Task objective:
The lines below that include the word "already" are to be reported.

....

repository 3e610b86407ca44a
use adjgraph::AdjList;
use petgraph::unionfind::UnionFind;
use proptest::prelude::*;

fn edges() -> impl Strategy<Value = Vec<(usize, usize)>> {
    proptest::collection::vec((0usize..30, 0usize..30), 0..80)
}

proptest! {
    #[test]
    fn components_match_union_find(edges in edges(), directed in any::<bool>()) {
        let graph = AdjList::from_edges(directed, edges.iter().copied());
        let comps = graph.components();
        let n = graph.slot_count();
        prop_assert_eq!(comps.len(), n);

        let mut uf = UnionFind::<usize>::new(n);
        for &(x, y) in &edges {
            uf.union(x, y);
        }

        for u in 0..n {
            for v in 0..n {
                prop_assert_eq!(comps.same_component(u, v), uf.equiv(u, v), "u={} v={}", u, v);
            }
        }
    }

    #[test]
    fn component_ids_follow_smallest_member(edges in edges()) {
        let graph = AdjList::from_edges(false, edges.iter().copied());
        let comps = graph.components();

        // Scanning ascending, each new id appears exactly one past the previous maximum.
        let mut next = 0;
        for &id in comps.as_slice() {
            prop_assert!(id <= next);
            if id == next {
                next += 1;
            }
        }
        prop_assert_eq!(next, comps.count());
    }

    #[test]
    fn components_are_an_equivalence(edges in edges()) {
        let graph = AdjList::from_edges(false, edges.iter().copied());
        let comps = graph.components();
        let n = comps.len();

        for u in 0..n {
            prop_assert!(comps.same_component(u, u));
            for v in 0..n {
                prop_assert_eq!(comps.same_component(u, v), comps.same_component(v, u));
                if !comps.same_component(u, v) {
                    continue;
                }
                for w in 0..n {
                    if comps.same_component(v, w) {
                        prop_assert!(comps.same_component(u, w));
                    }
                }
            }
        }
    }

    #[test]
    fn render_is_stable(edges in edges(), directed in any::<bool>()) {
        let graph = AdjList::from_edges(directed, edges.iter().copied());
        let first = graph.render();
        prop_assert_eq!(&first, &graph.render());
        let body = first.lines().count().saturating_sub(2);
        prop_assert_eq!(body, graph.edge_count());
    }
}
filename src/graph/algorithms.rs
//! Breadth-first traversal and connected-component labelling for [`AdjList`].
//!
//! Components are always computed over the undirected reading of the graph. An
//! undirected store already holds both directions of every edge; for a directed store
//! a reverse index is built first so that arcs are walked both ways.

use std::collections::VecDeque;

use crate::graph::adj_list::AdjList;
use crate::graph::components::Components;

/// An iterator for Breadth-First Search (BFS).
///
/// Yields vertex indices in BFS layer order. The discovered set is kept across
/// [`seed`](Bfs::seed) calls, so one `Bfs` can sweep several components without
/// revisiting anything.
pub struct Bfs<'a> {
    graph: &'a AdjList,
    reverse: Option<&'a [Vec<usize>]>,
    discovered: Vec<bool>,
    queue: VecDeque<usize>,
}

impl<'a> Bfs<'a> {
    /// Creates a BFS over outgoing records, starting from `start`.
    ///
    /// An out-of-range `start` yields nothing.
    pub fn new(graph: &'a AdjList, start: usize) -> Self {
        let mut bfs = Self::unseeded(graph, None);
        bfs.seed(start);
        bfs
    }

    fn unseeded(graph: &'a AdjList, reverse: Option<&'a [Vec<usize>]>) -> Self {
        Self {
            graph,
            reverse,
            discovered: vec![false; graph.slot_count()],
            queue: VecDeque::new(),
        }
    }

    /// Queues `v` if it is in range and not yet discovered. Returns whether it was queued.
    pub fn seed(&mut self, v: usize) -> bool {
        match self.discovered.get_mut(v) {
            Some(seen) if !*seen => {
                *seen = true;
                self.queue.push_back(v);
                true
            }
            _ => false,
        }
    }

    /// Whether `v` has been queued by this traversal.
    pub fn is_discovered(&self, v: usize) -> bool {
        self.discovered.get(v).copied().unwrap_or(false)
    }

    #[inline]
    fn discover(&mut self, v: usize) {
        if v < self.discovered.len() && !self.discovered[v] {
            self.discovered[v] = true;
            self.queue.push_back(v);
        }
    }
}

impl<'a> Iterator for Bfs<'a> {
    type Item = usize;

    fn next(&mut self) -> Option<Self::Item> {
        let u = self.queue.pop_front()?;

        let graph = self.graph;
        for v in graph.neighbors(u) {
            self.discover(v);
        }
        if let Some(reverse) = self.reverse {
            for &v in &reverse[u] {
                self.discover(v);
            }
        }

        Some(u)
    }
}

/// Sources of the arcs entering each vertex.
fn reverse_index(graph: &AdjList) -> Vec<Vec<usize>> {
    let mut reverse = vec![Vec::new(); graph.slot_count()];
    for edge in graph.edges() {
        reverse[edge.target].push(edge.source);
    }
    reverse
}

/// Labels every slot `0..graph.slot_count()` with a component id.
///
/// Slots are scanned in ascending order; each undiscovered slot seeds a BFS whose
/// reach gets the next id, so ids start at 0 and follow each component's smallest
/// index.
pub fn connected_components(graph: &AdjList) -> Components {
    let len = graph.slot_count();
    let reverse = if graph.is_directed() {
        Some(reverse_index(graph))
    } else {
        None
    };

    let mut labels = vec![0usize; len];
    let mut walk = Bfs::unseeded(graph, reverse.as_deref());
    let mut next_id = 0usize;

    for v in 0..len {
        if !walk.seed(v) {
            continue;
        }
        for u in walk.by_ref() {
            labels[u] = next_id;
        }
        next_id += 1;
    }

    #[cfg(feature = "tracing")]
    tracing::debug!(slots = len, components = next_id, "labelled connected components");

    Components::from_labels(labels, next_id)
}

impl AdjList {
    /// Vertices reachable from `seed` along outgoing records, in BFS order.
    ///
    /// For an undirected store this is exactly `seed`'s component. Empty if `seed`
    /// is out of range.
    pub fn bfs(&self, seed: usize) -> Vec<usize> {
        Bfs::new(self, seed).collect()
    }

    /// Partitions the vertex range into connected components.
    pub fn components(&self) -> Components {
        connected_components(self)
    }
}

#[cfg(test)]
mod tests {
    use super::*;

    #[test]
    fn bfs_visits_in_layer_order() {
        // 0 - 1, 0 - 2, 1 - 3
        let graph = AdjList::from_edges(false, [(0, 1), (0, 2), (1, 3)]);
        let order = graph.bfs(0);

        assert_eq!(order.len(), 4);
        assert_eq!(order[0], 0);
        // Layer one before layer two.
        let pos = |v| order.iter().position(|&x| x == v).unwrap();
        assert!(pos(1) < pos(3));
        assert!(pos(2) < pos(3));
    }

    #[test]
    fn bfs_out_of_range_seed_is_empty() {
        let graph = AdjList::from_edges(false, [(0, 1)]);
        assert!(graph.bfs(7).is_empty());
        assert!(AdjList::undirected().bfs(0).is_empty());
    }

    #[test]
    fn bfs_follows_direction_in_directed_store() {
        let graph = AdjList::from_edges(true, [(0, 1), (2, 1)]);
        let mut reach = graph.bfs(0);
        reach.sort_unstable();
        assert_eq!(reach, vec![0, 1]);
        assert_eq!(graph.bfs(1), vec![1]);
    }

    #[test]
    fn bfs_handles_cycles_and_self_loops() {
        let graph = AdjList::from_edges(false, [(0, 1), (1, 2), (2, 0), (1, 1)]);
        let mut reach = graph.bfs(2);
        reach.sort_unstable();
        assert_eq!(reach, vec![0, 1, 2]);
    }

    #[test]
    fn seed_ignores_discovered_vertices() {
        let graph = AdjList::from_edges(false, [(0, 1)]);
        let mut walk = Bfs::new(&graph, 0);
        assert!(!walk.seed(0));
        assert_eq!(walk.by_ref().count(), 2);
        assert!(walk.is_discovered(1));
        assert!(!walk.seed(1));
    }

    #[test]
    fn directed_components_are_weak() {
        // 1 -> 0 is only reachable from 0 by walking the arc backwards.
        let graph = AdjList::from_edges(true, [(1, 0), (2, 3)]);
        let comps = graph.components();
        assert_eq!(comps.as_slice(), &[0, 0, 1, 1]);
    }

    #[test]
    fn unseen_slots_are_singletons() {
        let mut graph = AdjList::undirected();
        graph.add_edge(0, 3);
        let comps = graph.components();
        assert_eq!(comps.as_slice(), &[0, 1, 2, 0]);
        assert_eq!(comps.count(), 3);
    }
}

....

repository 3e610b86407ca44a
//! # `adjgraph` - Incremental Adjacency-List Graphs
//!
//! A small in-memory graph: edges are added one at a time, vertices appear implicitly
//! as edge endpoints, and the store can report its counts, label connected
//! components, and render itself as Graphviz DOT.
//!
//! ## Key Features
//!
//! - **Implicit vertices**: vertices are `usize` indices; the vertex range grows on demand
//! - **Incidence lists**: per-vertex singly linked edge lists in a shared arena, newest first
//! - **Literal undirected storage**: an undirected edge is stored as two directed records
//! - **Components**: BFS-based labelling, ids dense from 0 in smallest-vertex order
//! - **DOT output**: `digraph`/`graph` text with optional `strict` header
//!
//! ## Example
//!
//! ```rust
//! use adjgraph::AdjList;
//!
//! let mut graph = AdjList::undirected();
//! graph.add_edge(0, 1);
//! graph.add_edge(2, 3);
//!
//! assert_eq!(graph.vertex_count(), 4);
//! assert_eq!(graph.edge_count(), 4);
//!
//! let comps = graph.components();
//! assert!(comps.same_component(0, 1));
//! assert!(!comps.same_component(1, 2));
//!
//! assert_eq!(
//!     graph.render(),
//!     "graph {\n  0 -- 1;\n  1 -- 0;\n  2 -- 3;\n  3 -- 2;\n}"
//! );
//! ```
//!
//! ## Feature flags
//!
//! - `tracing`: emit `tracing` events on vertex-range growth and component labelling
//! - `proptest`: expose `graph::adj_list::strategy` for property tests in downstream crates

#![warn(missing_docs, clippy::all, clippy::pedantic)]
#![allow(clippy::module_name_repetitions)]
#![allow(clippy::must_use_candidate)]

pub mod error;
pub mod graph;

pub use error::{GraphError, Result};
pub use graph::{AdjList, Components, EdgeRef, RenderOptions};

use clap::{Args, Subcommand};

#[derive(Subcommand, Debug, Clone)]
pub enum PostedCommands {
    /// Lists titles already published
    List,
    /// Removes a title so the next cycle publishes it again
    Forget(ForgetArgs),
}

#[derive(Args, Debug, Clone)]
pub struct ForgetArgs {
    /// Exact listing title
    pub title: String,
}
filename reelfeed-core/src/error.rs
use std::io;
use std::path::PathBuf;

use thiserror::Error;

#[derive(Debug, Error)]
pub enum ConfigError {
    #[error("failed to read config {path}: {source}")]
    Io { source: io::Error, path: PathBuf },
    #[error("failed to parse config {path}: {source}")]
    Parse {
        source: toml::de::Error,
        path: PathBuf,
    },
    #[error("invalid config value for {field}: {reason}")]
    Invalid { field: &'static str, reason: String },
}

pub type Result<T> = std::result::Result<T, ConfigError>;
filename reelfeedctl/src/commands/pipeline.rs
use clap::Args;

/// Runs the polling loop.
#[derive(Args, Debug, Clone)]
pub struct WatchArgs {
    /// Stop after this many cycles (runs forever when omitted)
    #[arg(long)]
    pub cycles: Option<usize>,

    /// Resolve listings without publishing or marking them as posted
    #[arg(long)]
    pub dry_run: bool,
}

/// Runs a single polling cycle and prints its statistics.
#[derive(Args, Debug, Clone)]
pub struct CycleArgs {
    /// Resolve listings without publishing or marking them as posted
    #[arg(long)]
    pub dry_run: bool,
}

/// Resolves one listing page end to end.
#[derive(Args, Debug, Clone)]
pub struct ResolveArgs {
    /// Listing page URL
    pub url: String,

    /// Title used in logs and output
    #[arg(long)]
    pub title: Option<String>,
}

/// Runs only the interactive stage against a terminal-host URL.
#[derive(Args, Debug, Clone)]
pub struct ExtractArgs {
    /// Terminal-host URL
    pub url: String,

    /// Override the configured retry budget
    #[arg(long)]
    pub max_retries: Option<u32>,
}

....

Solution to the problem:
//! undirected store already holds both directions of every edge; for a directed store
    /// Lists titles already published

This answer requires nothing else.